> [GOAL OF THE EXERCISE]: Identify all lines in the data containing the string "position". Copy them out.

*** MATERIAL FOR THIS EXERCISE Section Begins ***

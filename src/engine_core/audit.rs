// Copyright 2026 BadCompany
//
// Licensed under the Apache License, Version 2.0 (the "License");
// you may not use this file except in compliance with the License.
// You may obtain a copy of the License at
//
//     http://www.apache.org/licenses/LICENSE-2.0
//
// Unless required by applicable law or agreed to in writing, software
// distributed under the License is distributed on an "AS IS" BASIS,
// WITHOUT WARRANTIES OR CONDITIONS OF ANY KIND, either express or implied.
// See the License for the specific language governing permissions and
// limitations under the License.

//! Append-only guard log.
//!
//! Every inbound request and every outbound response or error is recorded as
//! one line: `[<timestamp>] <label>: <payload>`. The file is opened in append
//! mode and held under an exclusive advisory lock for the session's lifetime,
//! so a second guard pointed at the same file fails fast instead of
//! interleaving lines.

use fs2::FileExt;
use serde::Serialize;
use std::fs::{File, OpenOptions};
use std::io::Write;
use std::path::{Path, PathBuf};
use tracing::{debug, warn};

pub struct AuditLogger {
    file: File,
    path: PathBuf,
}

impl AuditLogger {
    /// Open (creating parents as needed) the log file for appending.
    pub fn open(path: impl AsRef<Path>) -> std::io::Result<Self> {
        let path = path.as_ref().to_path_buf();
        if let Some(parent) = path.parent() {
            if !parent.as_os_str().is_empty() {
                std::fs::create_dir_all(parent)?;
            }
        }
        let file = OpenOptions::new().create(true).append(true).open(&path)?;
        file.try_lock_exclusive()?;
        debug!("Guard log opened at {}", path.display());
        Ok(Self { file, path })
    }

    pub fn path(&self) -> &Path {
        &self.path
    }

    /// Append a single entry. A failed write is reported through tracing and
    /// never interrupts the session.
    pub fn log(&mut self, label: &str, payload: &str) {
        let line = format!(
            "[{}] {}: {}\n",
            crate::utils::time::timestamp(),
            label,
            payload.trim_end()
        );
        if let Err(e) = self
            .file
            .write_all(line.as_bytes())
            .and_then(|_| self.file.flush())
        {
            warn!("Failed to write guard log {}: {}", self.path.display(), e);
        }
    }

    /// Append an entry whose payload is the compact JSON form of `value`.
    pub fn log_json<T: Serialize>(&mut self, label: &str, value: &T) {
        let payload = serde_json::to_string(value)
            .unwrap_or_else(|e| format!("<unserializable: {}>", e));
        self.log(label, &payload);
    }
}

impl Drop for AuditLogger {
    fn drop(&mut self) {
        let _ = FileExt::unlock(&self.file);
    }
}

*** MATERIAL FOR THIS EXERCISE Section Ends ***
*** MATERIAL FOR THIS EXERCISE Section Begins ***

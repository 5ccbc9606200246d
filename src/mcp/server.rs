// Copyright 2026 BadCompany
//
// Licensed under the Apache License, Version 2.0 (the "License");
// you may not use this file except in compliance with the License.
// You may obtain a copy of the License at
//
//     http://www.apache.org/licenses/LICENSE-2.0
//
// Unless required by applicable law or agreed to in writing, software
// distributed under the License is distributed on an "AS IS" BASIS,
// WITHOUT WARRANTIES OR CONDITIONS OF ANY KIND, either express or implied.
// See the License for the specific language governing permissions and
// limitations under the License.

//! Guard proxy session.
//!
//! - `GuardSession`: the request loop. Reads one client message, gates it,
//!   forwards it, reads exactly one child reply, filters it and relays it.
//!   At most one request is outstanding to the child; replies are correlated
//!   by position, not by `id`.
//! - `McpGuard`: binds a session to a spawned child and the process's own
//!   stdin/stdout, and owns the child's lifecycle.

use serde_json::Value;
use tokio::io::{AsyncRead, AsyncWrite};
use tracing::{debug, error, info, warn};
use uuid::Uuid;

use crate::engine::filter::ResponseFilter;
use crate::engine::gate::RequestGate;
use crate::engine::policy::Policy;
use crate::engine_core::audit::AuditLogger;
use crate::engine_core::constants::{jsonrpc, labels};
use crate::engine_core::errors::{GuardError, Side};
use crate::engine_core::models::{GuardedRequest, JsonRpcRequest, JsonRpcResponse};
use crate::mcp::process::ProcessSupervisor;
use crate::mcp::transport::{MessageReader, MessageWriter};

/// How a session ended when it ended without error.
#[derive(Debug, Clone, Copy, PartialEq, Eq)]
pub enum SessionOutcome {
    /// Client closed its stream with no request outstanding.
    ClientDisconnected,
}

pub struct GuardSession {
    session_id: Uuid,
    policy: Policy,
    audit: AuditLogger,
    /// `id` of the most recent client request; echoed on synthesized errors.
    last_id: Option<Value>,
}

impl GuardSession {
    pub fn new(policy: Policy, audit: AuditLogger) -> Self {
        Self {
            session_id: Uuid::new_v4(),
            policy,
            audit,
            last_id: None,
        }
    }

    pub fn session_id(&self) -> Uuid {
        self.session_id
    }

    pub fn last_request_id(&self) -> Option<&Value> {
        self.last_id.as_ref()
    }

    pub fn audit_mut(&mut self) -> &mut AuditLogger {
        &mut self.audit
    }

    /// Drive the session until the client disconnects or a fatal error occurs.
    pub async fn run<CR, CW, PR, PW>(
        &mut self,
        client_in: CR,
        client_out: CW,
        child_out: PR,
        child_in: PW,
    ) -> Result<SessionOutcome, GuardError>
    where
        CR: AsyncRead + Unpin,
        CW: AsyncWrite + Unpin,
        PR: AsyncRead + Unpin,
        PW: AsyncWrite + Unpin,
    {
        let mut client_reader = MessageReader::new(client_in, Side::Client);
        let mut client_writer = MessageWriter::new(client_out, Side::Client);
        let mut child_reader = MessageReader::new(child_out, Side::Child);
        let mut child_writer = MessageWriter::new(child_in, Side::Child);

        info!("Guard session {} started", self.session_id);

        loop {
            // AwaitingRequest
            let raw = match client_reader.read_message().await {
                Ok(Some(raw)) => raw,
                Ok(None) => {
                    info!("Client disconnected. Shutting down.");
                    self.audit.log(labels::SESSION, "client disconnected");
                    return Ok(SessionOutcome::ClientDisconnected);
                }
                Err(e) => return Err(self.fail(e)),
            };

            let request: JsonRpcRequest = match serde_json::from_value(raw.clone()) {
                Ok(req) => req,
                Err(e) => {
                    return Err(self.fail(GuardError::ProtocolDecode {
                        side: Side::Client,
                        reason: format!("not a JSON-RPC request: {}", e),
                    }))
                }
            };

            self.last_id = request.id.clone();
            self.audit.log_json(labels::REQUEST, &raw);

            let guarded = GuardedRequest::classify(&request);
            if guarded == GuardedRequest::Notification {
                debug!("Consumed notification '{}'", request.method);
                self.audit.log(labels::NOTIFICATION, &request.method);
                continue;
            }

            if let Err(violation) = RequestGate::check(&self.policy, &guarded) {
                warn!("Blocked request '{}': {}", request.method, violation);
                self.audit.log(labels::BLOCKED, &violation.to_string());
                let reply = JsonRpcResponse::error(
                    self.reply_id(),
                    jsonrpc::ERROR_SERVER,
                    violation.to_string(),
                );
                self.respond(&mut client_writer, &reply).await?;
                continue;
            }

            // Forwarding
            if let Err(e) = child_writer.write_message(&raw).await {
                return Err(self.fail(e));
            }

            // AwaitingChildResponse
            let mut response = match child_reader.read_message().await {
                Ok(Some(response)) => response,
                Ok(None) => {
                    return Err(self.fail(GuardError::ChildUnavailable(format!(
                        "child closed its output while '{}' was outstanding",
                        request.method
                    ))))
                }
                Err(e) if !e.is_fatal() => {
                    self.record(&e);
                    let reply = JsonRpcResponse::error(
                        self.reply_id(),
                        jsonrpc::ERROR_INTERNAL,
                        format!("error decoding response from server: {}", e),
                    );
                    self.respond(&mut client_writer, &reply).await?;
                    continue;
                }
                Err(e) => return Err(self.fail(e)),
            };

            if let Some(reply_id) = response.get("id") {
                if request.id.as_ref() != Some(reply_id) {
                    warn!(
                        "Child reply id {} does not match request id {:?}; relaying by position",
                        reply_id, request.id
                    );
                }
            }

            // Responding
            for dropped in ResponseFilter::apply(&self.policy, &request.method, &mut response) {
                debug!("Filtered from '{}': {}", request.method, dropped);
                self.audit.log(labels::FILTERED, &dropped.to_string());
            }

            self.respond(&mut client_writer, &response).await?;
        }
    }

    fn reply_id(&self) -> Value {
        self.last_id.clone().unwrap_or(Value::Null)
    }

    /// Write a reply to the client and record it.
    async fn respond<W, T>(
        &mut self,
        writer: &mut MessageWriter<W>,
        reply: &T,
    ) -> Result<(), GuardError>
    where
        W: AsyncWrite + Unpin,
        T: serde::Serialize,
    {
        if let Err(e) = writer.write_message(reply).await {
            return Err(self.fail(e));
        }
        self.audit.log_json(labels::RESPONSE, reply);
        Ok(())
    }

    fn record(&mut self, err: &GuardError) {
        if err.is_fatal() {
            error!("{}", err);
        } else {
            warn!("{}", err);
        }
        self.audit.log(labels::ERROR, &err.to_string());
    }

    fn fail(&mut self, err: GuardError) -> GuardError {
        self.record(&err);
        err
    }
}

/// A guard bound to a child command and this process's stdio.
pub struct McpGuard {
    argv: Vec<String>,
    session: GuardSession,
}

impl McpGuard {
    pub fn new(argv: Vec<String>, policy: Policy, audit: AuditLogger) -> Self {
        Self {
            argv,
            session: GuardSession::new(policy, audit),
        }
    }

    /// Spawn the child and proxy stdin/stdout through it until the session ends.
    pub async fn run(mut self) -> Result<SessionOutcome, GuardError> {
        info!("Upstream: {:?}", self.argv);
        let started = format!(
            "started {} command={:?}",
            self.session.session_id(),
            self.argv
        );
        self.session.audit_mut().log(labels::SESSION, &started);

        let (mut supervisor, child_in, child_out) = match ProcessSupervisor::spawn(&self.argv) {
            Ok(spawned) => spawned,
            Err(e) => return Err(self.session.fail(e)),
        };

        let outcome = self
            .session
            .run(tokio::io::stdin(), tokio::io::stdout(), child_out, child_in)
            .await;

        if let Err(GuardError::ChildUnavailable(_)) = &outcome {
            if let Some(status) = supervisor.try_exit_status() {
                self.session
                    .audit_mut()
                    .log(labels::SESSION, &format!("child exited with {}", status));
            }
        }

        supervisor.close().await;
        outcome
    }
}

*** MATERIAL FOR THIS EXERCISE Section Ends ***
*** MATERIAL FOR THIS EXERCISE Section Begins ***

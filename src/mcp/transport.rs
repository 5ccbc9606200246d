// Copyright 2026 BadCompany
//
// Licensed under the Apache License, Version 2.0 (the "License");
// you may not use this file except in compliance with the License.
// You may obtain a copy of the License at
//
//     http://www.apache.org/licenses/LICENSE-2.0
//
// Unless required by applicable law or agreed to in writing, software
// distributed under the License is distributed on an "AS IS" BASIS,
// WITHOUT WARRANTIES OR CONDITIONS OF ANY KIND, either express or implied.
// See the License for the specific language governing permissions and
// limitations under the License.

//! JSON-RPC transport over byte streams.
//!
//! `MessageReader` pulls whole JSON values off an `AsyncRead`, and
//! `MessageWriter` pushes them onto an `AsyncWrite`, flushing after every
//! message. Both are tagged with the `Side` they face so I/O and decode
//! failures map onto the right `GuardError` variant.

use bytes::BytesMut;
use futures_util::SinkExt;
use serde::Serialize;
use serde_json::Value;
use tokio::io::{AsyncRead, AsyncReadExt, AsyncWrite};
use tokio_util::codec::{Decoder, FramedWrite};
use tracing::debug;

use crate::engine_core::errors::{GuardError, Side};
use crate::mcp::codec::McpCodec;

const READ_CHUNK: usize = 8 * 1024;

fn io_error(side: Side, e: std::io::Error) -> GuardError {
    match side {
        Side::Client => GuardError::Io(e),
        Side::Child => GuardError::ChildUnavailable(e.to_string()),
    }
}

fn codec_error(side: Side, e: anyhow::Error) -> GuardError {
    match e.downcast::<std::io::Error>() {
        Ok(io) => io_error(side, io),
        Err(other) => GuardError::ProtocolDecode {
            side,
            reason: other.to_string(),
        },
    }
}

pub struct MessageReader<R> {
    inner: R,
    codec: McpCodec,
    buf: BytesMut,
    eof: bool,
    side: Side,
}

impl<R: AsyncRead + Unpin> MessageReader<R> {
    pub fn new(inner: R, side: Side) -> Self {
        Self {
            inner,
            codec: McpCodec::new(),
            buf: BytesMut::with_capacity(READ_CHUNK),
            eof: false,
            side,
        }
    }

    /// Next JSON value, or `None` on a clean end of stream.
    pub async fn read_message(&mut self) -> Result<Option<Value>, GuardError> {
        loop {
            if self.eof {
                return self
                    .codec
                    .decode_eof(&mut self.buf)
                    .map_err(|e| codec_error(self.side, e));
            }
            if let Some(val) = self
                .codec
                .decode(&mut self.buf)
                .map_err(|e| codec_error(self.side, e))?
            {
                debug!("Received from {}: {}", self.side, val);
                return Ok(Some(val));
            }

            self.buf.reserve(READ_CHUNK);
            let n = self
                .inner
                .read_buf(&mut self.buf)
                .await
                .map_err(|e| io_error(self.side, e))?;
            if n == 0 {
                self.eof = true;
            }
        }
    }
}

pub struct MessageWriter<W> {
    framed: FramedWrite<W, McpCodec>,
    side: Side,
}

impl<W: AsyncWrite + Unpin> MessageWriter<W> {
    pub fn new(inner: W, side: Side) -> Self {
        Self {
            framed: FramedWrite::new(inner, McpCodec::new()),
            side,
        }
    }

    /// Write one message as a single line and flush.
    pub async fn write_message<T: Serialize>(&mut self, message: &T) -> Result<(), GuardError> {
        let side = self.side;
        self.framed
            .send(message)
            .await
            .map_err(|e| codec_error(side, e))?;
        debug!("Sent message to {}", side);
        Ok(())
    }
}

*** MATERIAL FOR THIS EXERCISE Section Ends ***

> [RESPONSE TO THIS EXERCISE]:
//!   by position, not by `id`.
                        "Child reply id {} does not match request id {:?}; relaying by position",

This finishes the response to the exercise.